LinuxQuestions.org - Can someone explain a bit about these ssl prompts?

Quote:

Originally Posted by bangshws (Post 4500419)

Hi guys,
My knowledge about SSL is quite limited except the fact that I know we have a private key and a public key. But I'm not very sure about CA certificate things like that. My question is can you please explain how those things are used in the following :

What is private key, public key and thing like that?

Code:

touch smtpd.key

chmod 600 smtpd.key

openssl genrsa 1024 > smtpd.key

These 3 steps created a private RSA-style key. Creating the empty file with 600 permission first makes sure there is no time where anybody else could see the key. The private key is just a file that has one interesting property -- from the private key it is easy to generate another file called a public key, but from the public key it is nearly impossible to generate the private key.
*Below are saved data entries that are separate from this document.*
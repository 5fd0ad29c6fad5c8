//! The network optimization tick: reinforce collaboration edges, then
//! rebalance computational allocations.
//!
//! Only edges with both endpoints in the active population are touched.
//! Edges to a destroyed or missing agent are skipped without error.
//! Parent-child edges are never read here.

use std::collections::BTreeMap;

use chrono::Utc;
use plasticity_agents::{RandomSource, reinforced_strength, target_allocation};
use plasticity_db::{AgentStore, MetricSource};
use plasticity_types::{Agent, AgentId, RelationshipType};
use rust_decimal::Decimal;
use tracing::{debug, info, warn};

use crate::control_loop::{ControlLoop, next_tick};
use crate::events::EventPublisher;
use crate::summary::NetworkSummary;

impl<S, M, P, R> ControlLoop<S, M, P, R>
where
    S: AgentStore,
    M: MetricSource,
    P: EventPublisher,
    R: RandomSource + Send,
{
    /// Run one network optimization tick.
    ///
    /// Never fails: collaborator errors are logged and counted in
    /// [`NetworkSummary::failures`].
    pub async fn run_network_tick(&mut self) -> NetworkSummary {
        let tick = next_tick(&mut self.counters.optimization);
        let mut summary = NetworkSummary {
            tick,
            ..NetworkSummary::default()
        };

        let agents = match self.guarded("active_agents", self.store.active_agents()).await {
            Ok(agents) => agents,
            Err(e) => {
                warn!(tick, error = %e, "Network tick could not list agents");
                summary.failures = 1;
                return summary;
            }
        };
        info!(tick, agents = agents.len(), "Network optimization tick starting");

        let scores: BTreeMap<AgentId, Decimal> = agents
            .iter()
            .map(|a| (a.id, a.performance_score))
            .collect();
        self.reinforce_collaborations(&scores, &mut summary).await;
        self.rebalance_resources(&agents, &mut summary).await;

        info!(
            tick,
            strengthened = summary.strengthened,
            unchanged = summary.unchanged,
            skipped_inactive = summary.skipped_inactive,
            rebalanced = summary.rebalanced,
            failures = summary.failures,
            "Network optimization tick complete"
        );
        summary
    }

    async fn reinforce_collaborations(
        &self,
        scores: &BTreeMap<AgentId, Decimal>,
        summary: &mut NetworkSummary,
    ) {
        let relationships = match self
            .guarded(
                "relationships",
                self.store.relationships(RelationshipType::Collaboration),
            )
            .await
        {
            Ok(relationships) => relationships,
            Err(e) => {
                warn!(tick = summary.tick, error = %e, "Could not list collaborations");
                summary.failures = summary.failures.saturating_add(1);
                return;
            }
        };

        for relationship in relationships {
            let (Some(a), Some(b)) = (
                scores.get(&relationship.source_id),
                scores.get(&relationship.target_id),
            ) else {
                debug!(
                    relationship_id = %relationship.id,
                    "Skipping collaboration with inactive endpoint"
                );
                summary.skipped_inactive = summary.skipped_inactive.saturating_add(1);
                continue;
            };

            let strength = reinforced_strength(relationship.strength, *a, *b, &self.config.network);
            if strength == relationship.strength {
                summary.unchanged = summary.unchanged.saturating_add(1);
                continue;
            }

            match self
                .guarded(
                    "update_strength",
                    self.store.update_strength(relationship.id, strength, Utc::now()),
                )
                .await
            {
                Ok(()) => {
                    debug!(
                        relationship_id = %relationship.id,
                        previous = %relationship.strength,
                        strength = %strength,
                        "Collaboration strengthened"
                    );
                    summary.strengthened = summary.strengthened.saturating_add(1);
                }
                Err(e) => {
                    warn!(relationship_id = %relationship.id, error = %e, "Strength update failed, skipping");
                    summary.failures = summary.failures.saturating_add(1);
                }
            }
        }
    }

    async fn rebalance_resources(&self, agents: &[Agent], summary: &mut NetworkSummary) {
        for agent in agents {
            let Some(target) = target_allocation(agent.performance_score, &self.config.rebalance)
            else {
                continue;
            };
            if target == agent.resources.computational {
                continue;
            }
            match self
                .guarded(
                    "update_computational",
                    self.store.update_computational(agent.id, target),
                )
                .await
            {
                Ok(()) => {
                    debug!(
                        agent_id = %agent.id,
                        score = %agent.performance_score,
                        previous = agent.resources.computational,
                        computational = target,
                        "Resources rebalanced"
                    );
                    summary.rebalanced = summary.rebalanced.saturating_add(1);
                }
                Err(e) => {
                    warn!(agent_id = %agent.id, error = %e, "Rebalance failed, skipping agent");
                    summary.failures = summary.failures.saturating_add(1);
                }
            }
        }
    }
}
//! Route definitions for the pages this crate navigates to

use std::fmt;

/// Locations the page handlers navigate to or send requests against
#[derive(Clone, Debug, PartialEq, Eq)]
pub enum Route {
    /// Landing page
    Home,

    /// A single venue, the target of `DELETE`
    Venue { id: String },

    /// Venue edit form
    EditVenue { id: String },

    /// Artist edit form
    EditArtist { id: String },
}

impl Route {
    /// Render the URL path for this route.
    ///
    /// Identifiers are inserted as a single percent-encoded segment and are
    /// not otherwise validated; the server decides whether they exist.
    pub fn path(&self) -> String {
        match self {
            Route::Home => "/".to_string(),
            Route::Venue { id } => format!("/venues/{}", segment(id)),
            Route::EditVenue { id } => format!("/venues/{}/edit", segment(id)),
            Route::EditArtist { id } => format!("/artists/{}/edit", segment(id)),
        }
    }
}

impl fmt::Display for Route {
    fn fmt(&self, f: &mut fmt::Formatter<'_>) -> fmt::Result {
        f.write_str(&self.path())
    }
}

fn segment(id: &str) -> std::borrow::Cow<'_, str> {
    urlencoding::encode(id)
}
//! Browser bindings (feature `web`)
//!
//! Connects the host-independent handlers to the real document: elements are
//! `web_sys::Element`s, the host is the window, and the delegation root is
//! `document.body`.

mod element;
mod mount;
mod window;

pub use mount::*;
pub use window::*;
//! The browser window as a [`PageHost`]

use tracing::warn;
use wasm_bindgen::JsValue;

use crate::runtime::PageHost;

/// Page host backed by `window`
#[derive(Clone, Debug)]
pub struct BrowserWindow {
    window: web_sys::Window,
}

impl BrowserWindow {
    /// The current window, if running in a browser context
    pub fn current() -> Option<Self> {
        web_sys::window().map(|window| Self { window })
    }

    pub fn document(&self) -> Option<web_sys::Document> {
        self.window.document()
    }

    /// `location.origin`, used as the base URL for requests
    pub fn origin(&self) -> Result<String, JsValue> {
        self.window.location().origin()
    }
}

impl PageHost for BrowserWindow {
    fn replace_location(&self, path: &str) {
        if let Err(e) = self.window.location().replace(path) {
            warn!(path, error = ?e, "location.replace failed");
        }
    }

    fn confirm(&self, message: &str) -> bool {
        self.window.confirm_with_message(message).unwrap_or_else(|e| {
            warn!(error = ?e, "confirm dialog unavailable");
            false
        })
    }

    fn alert(&self, message: &str) {
        if let Err(e) = self.window.alert_with_message(message) {
            warn!(error = ?e, "alert dialog unavailable");
        }
    }
}
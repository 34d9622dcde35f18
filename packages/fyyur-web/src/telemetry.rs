//! Logging setup

use tracing_subscriber::{layer::SubscriberExt, util::SubscriberInitExt, EnvFilter};

/// Install the global `tracing` subscriber.
///
/// `filter` is an `EnvFilter` directive such as `info` or `fyyur_web=debug`.
/// In the browser, output goes to the console without timestamps; wasm32 has
/// no system clock to read.
pub fn init_tracing(filter: &str) -> anyhow::Result<()> {
    let filter = EnvFilter::try_new(filter)?;

    #[cfg(not(all(target_arch = "wasm32", feature = "web")))]
    let fmt_layer = tracing_subscriber::fmt::layer();

    #[cfg(all(target_arch = "wasm32", feature = "web"))]
    let fmt_layer = tracing_subscriber::fmt::layer()
        .without_time()
        .with_ansi(false)
        .with_writer(console::ConsoleMakeWriter);

    tracing_subscriber::registry()
        .with(filter)
        .with(fmt_layer)
        .try_init()?;

    Ok(())
}

#[cfg(all(target_arch = "wasm32", feature = "web"))]
mod console {
    use std::io;

    use tracing_subscriber::fmt::MakeWriter;

    /// Writer handed out per event; flushes one line to `console.log` on drop
    pub struct ConsoleWriter {
        buf: Vec<u8>,
    }

    impl io::Write for ConsoleWriter {
        fn write(&mut self, buf: &[u8]) -> io::Result<usize> {
            self.buf.extend_from_slice(buf);
            Ok(buf.len())
        }

        fn flush(&mut self) -> io::Result<()> {
            Ok(())
        }
    }

    impl Drop for ConsoleWriter {
        fn drop(&mut self) {
            let line = String::from_utf8_lossy(&self.buf);
            let line = line.trim_end();
            if !line.is_empty() {
                web_sys::console::log_1(&line.into());
            }
        }
    }

    pub struct ConsoleMakeWriter;

    impl<'a> MakeWriter<'a> for ConsoleMakeWriter {
        type Writer = ConsoleWriter;

        fn make_writer(&'a self) -> Self::Writer {
            ConsoleWriter { buf: Vec::new() }
        }
    }
}
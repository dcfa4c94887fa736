//! Byte-level access to the store backing an image.
//!
//! Formats never touch files directly; they go through [`ExtentReader`] so the
//! same decoder works over an in-memory fixture, a local file, or anything
//! else that can service positioned reads.

use std::fs::File;
use std::path::Path;

use crate::{DiskError, Result};

/// Random-access reader over a named underlying byte store.
///
/// Reads are positioned: implementations must not rely on a shared
/// seek-then-read pair, which races when a handle is shared.
pub trait ExtentReader {
    /// Total length of the extent in bytes.
    fn len(&mut self) -> Result<u64>;

    /// Read exactly `buf.len()` bytes at `offset`.
    ///
    /// A read that would run past the end of the extent fails with
    /// [`DiskError::OutOfBounds`] without transferring anything.
    fn read_at(&mut self, offset: u64, buf: &mut [u8]) -> Result<()>;
}

/// Growable in-memory extent.
///
/// The trait surface is read-only like every other backend; the inherent
/// mutators exist so tests and tools can assemble image fixtures.
#[derive(Debug, Default, Clone)]
pub struct MemBackend {
    data: Vec<u8>,
}

impl MemBackend {
    pub fn new() -> Self {
        Self::default()
    }

    pub fn with_len(len: u64) -> Result<Self> {
        let len: usize = len
            .try_into()
            .map_err(|_| DiskError::InvalidConfig("backend length does not fit in memory"))?;
        Ok(Self {
            data: vec![0u8; len],
        })
    }

    pub fn from_vec(data: Vec<u8>) -> Self {
        Self { data }
    }

    pub fn into_vec(self) -> Vec<u8> {
        self.data
    }

    /// Write `buf` at `offset`, growing the extent as needed.
    pub fn write_at(&mut self, offset: u64, buf: &[u8]) -> Result<()> {
        let offset: usize = offset.try_into().map_err(|_| DiskError::OffsetOverflow)?;
        let end = offset
            .checked_add(buf.len())
            .ok_or(DiskError::OffsetOverflow)?;
        if end > self.data.len() {
            self.data.resize(end, 0);
        }
        self.data[offset..end].copy_from_slice(buf);
        Ok(())
    }

    /// Grow or truncate the extent; new bytes read as zero.
    pub fn set_len(&mut self, len: u64) -> Result<()> {
        let len: usize = len.try_into().map_err(|_| DiskError::OffsetOverflow)?;
        self.data.resize(len, 0);
        Ok(())
    }
}

impl ExtentReader for MemBackend {
    fn len(&mut self) -> Result<u64> {
        Ok(self.data.len() as u64)
    }

    fn read_at(&mut self, offset: u64, buf: &mut [u8]) -> Result<()> {
        let end = offset
            .checked_add(buf.len() as u64)
            .ok_or(DiskError::OffsetOverflow)?;
        if end > self.data.len() as u64 {
            return Err(DiskError::OutOfBounds {
                offset,
                len: buf.len(),
                capacity: self.data.len() as u64,
            });
        }
        let offset = offset as usize;
        buf.copy_from_slice(&self.data[offset..offset + buf.len()]);
        Ok(())
    }
}

/// Positioned reads over a [`std::fs::File`].
///
/// On unix the file cursor is never moved, so a handle obtained with
/// `try_clone` can be shared with other readers.
#[derive(Debug)]
pub struct FileBackend {
    file: File,
}

impl FileBackend {
    /// Open `path` read-only.
    pub fn open(path: impl AsRef<Path>) -> Result<Self> {
        let file = File::open(path.as_ref()).map_err(|e| DiskError::Io(e.to_string()))?;
        Ok(Self { file })
    }

    pub fn from_file(file: File) -> Self {
        Self { file }
    }

    pub fn into_file(self) -> File {
        self.file
    }
}

impl ExtentReader for FileBackend {
    fn len(&mut self) -> Result<u64> {
        self.file
            .metadata()
            .map(|m| m.len())
            .map_err(|e| DiskError::Io(e.to_string()))
    }

    fn read_at(&mut self, offset: u64, buf: &mut [u8]) -> Result<()> {
        let file_len = self.len()?;
        let end = offset
            .checked_add(buf.len() as u64)
            .ok_or(DiskError::OffsetOverflow)?;
        if end > file_len {
            return Err(DiskError::OutOfBounds {
                offset,
                len: buf.len(),
                capacity: file_len,
            });
        }
        read_exact_at(&self.file, offset, buf)
    }
}

#[cfg(unix)]
fn read_exact_at(file: &File, offset: u64, buf: &mut [u8]) -> Result<()> {
    use std::os::unix::fs::FileExt;
    file.read_exact_at(buf, offset)
        .map_err(|e| DiskError::Io(e.to_string()))
}

#[cfg(windows)]
fn read_exact_at(file: &File, mut offset: u64, mut buf: &mut [u8]) -> Result<()> {
    use std::os::windows::fs::FileExt;
    while !buf.is_empty() {
        let n = file
            .seek_read(buf, offset)
            .map_err(|e| DiskError::Io(e.to_string()))?;
        if n == 0 {
            return Err(DiskError::Io("unexpected end of file".into()));
        }
        let rest = buf;
        buf = &mut rest[n..];
        offset += n as u64;
    }
    Ok(())
}
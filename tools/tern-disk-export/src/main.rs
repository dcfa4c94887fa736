use std::fs::OpenOptions;
use std::io::{self, Seek, SeekFrom, Write};
use std::path::{Path, PathBuf};
use std::time::{Duration, Instant};

use anyhow::{bail, Context};
use clap::Parser;
use serde::Serialize;
use tern_storage::{DiskFormat, DiskImage, FileBackend, VirtualDisk, SECTOR_SIZE};

const EXPORT_CHUNK_BYTES: usize = 1024 * 1024; // 1 MiB

// A safety guard: exporting scans the whole logical address space, and an
// absurd virtual size usually means a corrupt or hostile header.
const DEFAULT_ABSURD_DISK_SIZE_BYTES: u64 = 16 * 1024 * 1024 * 1024 * 1024; // 16 TiB

#[derive(Parser, Debug)]
#[command(
    name = "tern-disk-export",
    about = "Decode a disk image (raw/vhd/vmdk; auto-detected) into a raw image and/or report its metadata."
)]
struct Args {
    /// Input disk image path
    input: PathBuf,

    /// Write the decoded raw image to this path
    #[arg(long, value_name = "PATH")]
    output: Option<PathBuf>,

    /// Print image metadata as JSON on stdout
    #[arg(long, action = clap::ArgAction::SetTrue)]
    info: bool,

    /// Suppress progress output
    #[arg(long, action = clap::ArgAction::SetTrue)]
    quiet: bool,

    /// Allow overwriting the output and bypass safety checks
    #[arg(long, action = clap::ArgAction::SetTrue)]
    force: bool,
}

#[derive(Debug, Serialize)]
#[serde(rename_all = "camelCase")]
struct ImageMetadata {
    format: &'static str,
    capacity_bytes: u64,
    sector_count: u64,
}

fn main() -> anyhow::Result<()> {
    let args = Args::parse();
    run(args)
}

fn run(args: Args) -> anyhow::Result<()> {
    let backend = FileBackend::open(&args.input)
        .with_context(|| format!("open input {}", args.input.display()))?;
    let mut disk = DiskImage::open_auto(backend).context("open input disk (auto-detect)")?;

    let capacity = disk.capacity_bytes();
    if capacity > DEFAULT_ABSURD_DISK_SIZE_BYTES && !args.force {
        bail!(
            "refusing to export an extremely large disk ({capacity} bytes > {DEFAULT_ABSURD_DISK_SIZE_BYTES} bytes); use --force to override"
        );
    }

    if args.info || args.output.is_none() {
        let meta = ImageMetadata {
            format: format_name(disk.format()),
            capacity_bytes: capacity,
            sector_count: capacity / SECTOR_SIZE as u64,
        };
        let json = serde_json::to_string_pretty(&meta).context("serialize metadata")?;
        println!("{json}");
    }

    if let Some(output) = &args.output {
        if !args.quiet {
            eprintln!(
                "input:  {} ({} bytes, {:?})",
                args.input.display(),
                capacity,
                disk.format()
            );
            eprintln!("output: {}", output.display());
        }
        export_raw(&mut disk, output, capacity, args.force, args.quiet)?;
    }

    Ok(())
}

fn format_name(format: DiskFormat) -> &'static str {
    match format {
        DiskFormat::Raw => "raw",
        DiskFormat::Vhd => "vhd",
        DiskFormat::Vmdk => "vmdk",
    }
}

/// Stream-decode the image into a raw file, skipping all-zero runs so the
/// output can stay sparse on filesystems that support holes.
fn export_raw(
    disk: &mut dyn VirtualDisk,
    output: &Path,
    capacity: u64,
    force: bool,
    quiet: bool,
) -> anyhow::Result<()> {
    let mut opts = OpenOptions::new();
    opts.write(true);
    if force {
        opts.create(true).truncate(true);
    } else {
        opts.create_new(true);
    }
    let mut file = opts
        .open(output)
        .with_context(|| format!("create {}", output.display()))?;

    let mut buf = vec![0u8; EXPORT_CHUNK_BYTES];
    let mut offset = 0u64;
    let mut last_report = Instant::now();

    while offset < capacity {
        let len = ((capacity - offset) as usize).min(EXPORT_CHUNK_BYTES);
        disk.read_at(offset, &mut buf[..len])
            .with_context(|| format!("read at offset={offset}"))?;

        if is_all_zero(&buf[..len]) {
            file.seek(SeekFrom::Current(len as i64))
                .context("seek past zero run")?;
        } else {
            file.write_all(&buf[..len])
                .with_context(|| format!("write at offset={offset}"))?;
        }

        offset += len as u64;
        maybe_report_progress(&mut last_report, offset, capacity, quiet)?;
    }

    // Trailing zero runs were seeked over, not written.
    file.set_len(capacity).context("set output length")?;
    file.sync_all().context("sync output")?;

    if !quiet {
        eprintln!();
    }

    Ok(())
}

fn maybe_report_progress(
    last_report: &mut Instant,
    processed: u64,
    total: u64,
    quiet: bool,
) -> io::Result<()> {
    if quiet {
        return Ok(());
    }
    let now = Instant::now();
    if processed == total || now.duration_since(*last_report) >= Duration::from_millis(250) {
        *last_report = now;
        let pct = if total == 0 {
            100u64
        } else {
            ((processed as u128).saturating_mul(100) / total as u128) as u64
        };
        eprint!("\rprogress: {pct:3}% ({processed}/{total} bytes)");
        io::stderr().flush()?;
    }
    Ok(())
}

fn is_all_zero(buf: &[u8]) -> bool {
    // SAFETY: We only reinterpret the bytes as `u64`. All bit patterns are
    // valid `u64` values, so this is safe.
    let (prefix, words, suffix) = unsafe { buf.align_to::<u64>() };
    prefix.iter().all(|&b| b == 0)
        && words.iter().all(|&w| w == 0)
        && suffix.iter().all(|&b| b == 0)
}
The other commands extract the public key from the private key and create a self-signed certificate digest with it. A certificate is just a document that claims certain authority. The only proof that the certificate is valid is that it contains a digest that is signed with a key. Only someone with access to the private key (we hope) could have created that certificate.
Certificates signed by a certificate authority (CA) should be trusted to the same extent that you trust any large corporation.

Normally, both the text of the certificate and the digest are concatenated in the cert file.
For examples, look in /etc/ssl/certs